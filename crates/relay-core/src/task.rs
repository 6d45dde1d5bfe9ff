//! `Task`/`TaskItem` data model (spec §3).

use chrono::{DateTime, Utc};
use serde::{Deserialize, Serialize};

use crate::ids::{RequestId, SessionId, TaskId, UserId};

#[derive(Debug, Clone, Copy, PartialEq, Eq, Serialize, Deserialize)]
#[serde(rename_all = "PascalCase")]
pub enum TaskStatus {
    Running,
    Paused,
    Completed,
    Failed,
    Canceled,
}

impl TaskStatus {
    pub const fn is_terminal(self) -> bool {
        matches!(self, Self::Completed | Self::Failed | Self::Canceled)
    }
}

#[derive(Debug, Clone, Copy, PartialEq, Eq, Serialize, Deserialize)]
#[serde(rename_all = "lowercase")]
pub enum ContentType {
    Text,
    Image,
}

/// A single content chunk: UTF-8 text, or a data URI for image content.
#[derive(Debug, Clone, PartialEq, Eq, Serialize, Deserialize)]
pub struct MultiModalItem {
    pub content_type: ContentType,
    pub content: String,
}

impl MultiModalItem {
    pub fn text(content: impl Into<String>) -> Self {
        Self {
            content_type: ContentType::Text,
            content: content.into(),
        }
    }
}

#[derive(Debug, Clone, Copy, PartialEq, Eq, Serialize, Deserialize)]
#[serde(rename_all = "lowercase")]
pub enum Role {
    User,
    Assistant,
}

/// One message within a task. Items are append-only; `request_id` groups a
/// user turn and any assistant items it produced.
#[derive(Debug, Clone, PartialEq, Serialize, Deserialize)]
pub struct AgentTaskItem {
    pub task_id: TaskId,
    pub request_id: RequestId,
    pub role: Role,
    pub item: MultiModalItem,
    pub updated: DateTime<Utc>,
    /// Opaque serialized tool-call intents, present iff this item is an
    /// assistant message paused awaiting HITL approval.
    pub pending_tool_calls: Option<serde_json::Value>,
    /// Model-visible conversation snapshot captured at pause time, so resume
    /// can continue exactly where execution stopped.
    pub chat_history: Option<serde_json::Value>,
}

impl AgentTaskItem {
    pub fn user(task_id: TaskId, request_id: RequestId, item: MultiModalItem) -> Self {
        Self {
            task_id,
            request_id,
            role: Role::User,
            item,
            updated: Utc::now(),
            pending_tool_calls: None,
            chat_history: None,
        }
    }

    pub fn assistant(task_id: TaskId, request_id: RequestId, item: MultiModalItem) -> Self {
        Self {
            task_id,
            request_id,
            role: Role::Assistant,
            item,
            updated: Utc::now(),
            pending_tool_calls: None,
            chat_history: None,
        }
    }
}

/// Authoritative unit of work. `user_id` is assigned on create and never
/// changes; every operation against a task must verify it against the
/// authenticated principal.
#[derive(Debug, Clone, PartialEq, Serialize, Deserialize)]
pub struct Task {
    pub task_id: TaskId,
    pub session_id: SessionId,
    pub user_id: UserId,
    pub items: Vec<AgentTaskItem>,
    pub created_at: DateTime<Utc>,
    pub last_updated: DateTime<Utc>,
    pub status: TaskStatus,
}

impl Task {
    pub fn new(task_id: TaskId, session_id: SessionId, user_id: UserId) -> Self {
        let now = Utc::now();
        Self {
            task_id,
            session_id,
            user_id,
            items: Vec::new(),
            created_at: now,
            last_updated: now,
            status: TaskStatus::Running,
        }
    }

    pub fn push_item(&mut self, item: AgentTaskItem) {
        self.last_updated = Utc::now();
        self.items.push(item);
    }

    /// Request ids present across this task's items, used to maintain the
    /// `request_id -> task_id` secondary index.
    pub fn request_ids(&self) -> impl Iterator<Item = &RequestId> {
        self.items.iter().map(|item| &item.request_id)
    }

    /// Finds the already-recorded assistant response for `request_id`, if the
    /// turn was already completed — used for idempotent replay (spec §8.2).
    pub fn assistant_item_for(&self, request_id: &RequestId) -> Option<&AgentTaskItem> {
        self.items
            .iter()
            .rev()
            .find(|it| &it.request_id == request_id && it.role == Role::Assistant)
    }

    pub fn is_owned_by(&self, user_id: &UserId) -> bool {
        &self.user_id == user_id
    }
}

#[cfg(test)]
mod tests {
    use super::*;

    fn task() -> Task {
        Task::new(TaskId::new("t1"), SessionId::new("s1"), UserId::new("u1"))
    }

    #[test]
    fn new_task_starts_running_with_no_items() {
        let t = task();
        assert_eq!(t.status, TaskStatus::Running);
        assert!(t.items.is_empty());
    }

    #[test]
    fn ownership_check_rejects_other_users() {
        let t = task();
        assert!(t.is_owned_by(&UserId::new("u1")));
        assert!(!t.is_owned_by(&UserId::new("u2")));
    }

    #[test]
    fn assistant_item_for_finds_the_latest_matching_request() {
        let mut t = task();
        let req = RequestId::new("r1");
        t.push_item(AgentTaskItem::user(
            t.task_id.clone(),
            req.clone(),
            MultiModalItem::text("hi"),
        ));
        assert!(t.assistant_item_for(&req).is_none());
        t.push_item(AgentTaskItem::assistant(
            t.task_id.clone(),
            req.clone(),
            MultiModalItem::text("hello"),
        ));
        assert!(t.assistant_item_for(&req).is_some());
    }
}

::::

Pull out every line in the data above that has the word "turn".

* [SOLUTION FOR THIS EXERCISE]
/// user turn and any assistant items it produced.
    /// turn was already completed — used for idempotent replay (spec §8.2).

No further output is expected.